▸ Data to use
use anyhow::{Context, Result};
use clap::{Parser, Subcommand};
use std::path::PathBuf;
use tracing_subscriber::EnvFilter;

use feedmail::commands::{self, Paths};
use feedmail::feed::RunOptions;

/// Turn web feeds into email.
#[derive(Parser)]
#[command(name = "feedmail", version, about)]
struct Cli {
    /// Config file (default: ~/.config/feedmail/config.toml)
    #[arg(long, global = true)]
    config: Option<PathBuf>,

    /// Datafile holding per-feed state (default: ~/.local/share/feedmail/feeds.json)
    #[arg(long, global = true)]
    data: Option<PathBuf>,

    #[command(subcommand)]
    command: Command,
}

#[derive(Subcommand)]
enum Command {
    /// Subscribe to a feed
    Add {
        name: String,
        url: String,
        /// Destination address for this feed (overrides the default)
        email: Option<String>,
    },
    /// Show all subscriptions
    List,
    /// Stop running the named feeds (all feeds if none given)
    Pause { names: Vec<String> },
    /// Resume running the named feeds (all feeds if none given)
    Unpause { names: Vec<String> },
    /// Unsubscribe and forget stored state
    Delete {
        #[arg(required = true)]
        names: Vec<String>,
    },
    /// Clear stored state so feeds are re-delivered from scratch
    Reset { names: Vec<String> },
    /// Fetch feeds and send new entries
    Run {
        /// Process entries but do not actually send anything
        #[arg(short = 'n', long = "no-send")]
        no_send: bool,
        /// Prune state for entries that left their feed
        #[arg(long)]
        clean: bool,
        /// Only run these feeds (all active feeds if none given)
        names: Vec<String>,
    },
}

fn default_config_path() -> Result<PathBuf> {
    let home = std::env::var("HOME").context("HOME environment variable not set")?;
    Ok(PathBuf::from(home)
        .join(".config")
        .join("feedmail")
        .join("config.toml"))
}

fn default_data_path() -> Result<PathBuf> {
    let home = std::env::var("HOME").context("HOME environment variable not set")?;
    Ok(PathBuf::from(home)
        .join(".local")
        .join("share")
        .join("feedmail")
        .join("feeds.json"))
}

#[tokio::main]
async fn main() -> Result<()> {
    tracing_subscriber::fmt()
        .with_env_filter(EnvFilter::try_from_default_env().unwrap_or_else(|_| EnvFilter::new("feedmail=info")))
        .with_writer(std::io::stderr)
        .init();

    let cli = Cli::parse();
    let paths = Paths {
        config: match cli.config {
            Some(p) => p,
            None => default_config_path()?,
        },
        data: match cli.data {
            Some(p) => p,
            None => default_data_path()?,
        },
    };

    match cli.command {
        Command::Add { name, url, email } => {
            commands::add(&paths, &name, &url, email.as_deref())
        }
        Command::List => commands::list(&paths),
        Command::Pause { names } => commands::set_active(&paths, &names, false),
        Command::Unpause { names } => commands::set_active(&paths, &names, true),
        Command::Delete { names } => commands::delete(&paths, &names),
        Command::Reset { names } => commands::reset(&paths, &names),
        Command::Run {
            no_send,
            clean,
            names,
        } => {
            commands::run(
                &paths,
                RunOptions {
                    send: !no_send,
                    clean,
                },
                &names,
            )
            .await
        }
    }
}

▸ What is needed
In the records above, which lines hold the string "commands"? Copy each one.

▸ Expected answer
use feedmail::commands::{self, Paths};
            commands::add(&paths, &name, &url, email.as_deref())
        Command::List => commands::list(&paths),
        Command::Pause { names } => commands::set_active(&paths, &names, false),
        Command::Unpause { names } => commands::set_active(&paths, &names, true),
        Command::Delete { names } => commands::delete(&paths, &names),
        Command::Reset { names } => commands::reset(&paths, &names),
            commands::run(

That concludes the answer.